YOUR ASSIGNMENT. In the records below, find each line containing the word "temperature" and copy it.

*** Block opens ***

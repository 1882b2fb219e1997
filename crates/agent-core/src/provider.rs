//! LLM Provider Strategy Pattern
//!
//! Defines a common interface for LLM backends so the agent loop never
//! depends on a particular wire format.
//!
//! ## Usage
//!
//! ```rust,ignore
//! use agent_core::provider::{GenerationOptions, LlmProvider};
//!
//! let provider = OpenRouterProvider::from_env()?;
//! let completion = provider.complete(conversation.turns(), &schemas, &options).await?;
//! ```

use async_trait::async_trait;
use serde::{Deserialize, Serialize};

use crate::error::Result;
use crate::message::{ContentBlock, ConversationTurn};
use crate::tool::ToolSchema;

/// Configuration for LLM generation
#[derive(Clone, Debug, Serialize, Deserialize)]
pub struct GenerationOptions {
    /// Model identifier (e.g., "anthropic/claude-3.5-haiku")
    pub model: String,

    /// Maximum tokens to generate
    #[serde(default = "default_max_tokens")]
    pub max_tokens: u32,

    /// Sampling temperature; provider default when unset
    #[serde(default)]
    pub temperature: Option<f32>,

    /// Tool selection mode sent alongside tool definitions
    #[serde(default = "default_tool_choice")]
    pub tool_choice: String,

    /// System prompt, sent ahead of the conversation
    #[serde(default)]
    pub system_prompt: Option<String>,
}

pub const DEFAULT_MODEL: &str = "anthropic/claude-3.5-haiku";

fn default_max_tokens() -> u32 { 1024 }
fn default_tool_choice() -> String { "auto".into() }

impl Default for GenerationOptions {
    fn default() -> Self {
        Self {
            model: DEFAULT_MODEL.into(),
            max_tokens: default_max_tokens(),
            temperature: None,
            tool_choice: default_tool_choice(),
            system_prompt: None,
        }
    }
}

/// Response from an LLM completion
#[derive(Clone, Debug, Serialize, Deserialize)]
pub struct Completion {
    /// Ordered content blocks of the assistant message
    pub content: Vec<ContentBlock>,

    /// Model that generated this response
    pub model: String,

    /// Token usage statistics (if available)
    pub usage: Option<TokenUsage>,

    /// Finish reason
    pub finish_reason: Option<FinishReason>,
}

impl Completion {
    /// The reply stopped at `max_tokens`; trailing text or tool arguments may be cut off
    pub fn is_truncated(&self) -> bool {
        self.finish_reason == Some(FinishReason::Length)
    }
}

/// Token usage statistics
#[derive(Clone, Debug, Default, Serialize, Deserialize)]
pub struct TokenUsage {
    pub prompt_tokens: u32,
    pub completion_tokens: u32,
    pub total_tokens: u32,
}

/// Reason for completion finishing
#[derive(Clone, Debug, Serialize, Deserialize, PartialEq, Eq)]
#[serde(rename_all = "snake_case")]
pub enum FinishReason {
    Stop,
    Length,
    ToolUse,
    ContentFilter,
    Error,
}

/// Strategy trait for LLM providers
///
/// Implement this trait to add support for new LLM backends.
/// The agent works exclusively through this interface.
#[async_trait]
pub trait LlmProvider: Send + Sync {
    /// Provider name for logs (e.g., "OpenRouter")
    fn name(&self) -> &str;

    /// Generate one assistant message from the full conversation.
    ///
    /// `tools` is sent on every request so the model can call any of them.
    async fn complete(
        &self,
        turns: &[ConversationTurn],
        tools: &[ToolSchema],
        options: &GenerationOptions,
    ) -> Result<Completion>;
}

#[cfg(test)]
mod tests {
    use super::*;

    #[test]
    fn test_generation_options_defaults() {
        let opts = GenerationOptions::default();
        assert_eq!(opts.max_tokens, 1024);
        assert_eq!(opts.model, "anthropic/claude-3.5-haiku");
        assert_eq!(opts.tool_choice, "auto");
        assert!(opts.temperature.is_none());
    }

    #[test]
    fn test_generation_options_serde_defaults() {
        let opts: GenerationOptions = serde_json::from_str(r#"{"model": "x"}"#).unwrap();
        assert_eq!(opts.model, "x");
        assert_eq!(opts.max_tokens, 1024);
        assert_eq!(opts.tool_choice, "auto");
    }

    #[test]
    fn test_truncated_only_on_length() {
        let mut completion = Completion {
            content: Vec::new(),
            model: "m".into(),
            usage: None,
            finish_reason: Some(FinishReason::Length),
        };
        assert!(completion.is_truncated());

        completion.finish_reason = Some(FinishReason::ToolUse);
        assert!(!completion.is_truncated());

        completion.finish_reason = None;
        assert!(!completion.is_truncated());
    }
}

*** Block closes ***

YOUR RESPONSE.
    /// Sampling temperature; provider default when unset
    pub temperature: Option<f32>,
            temperature: None,
        assert!(opts.temperature.is_none());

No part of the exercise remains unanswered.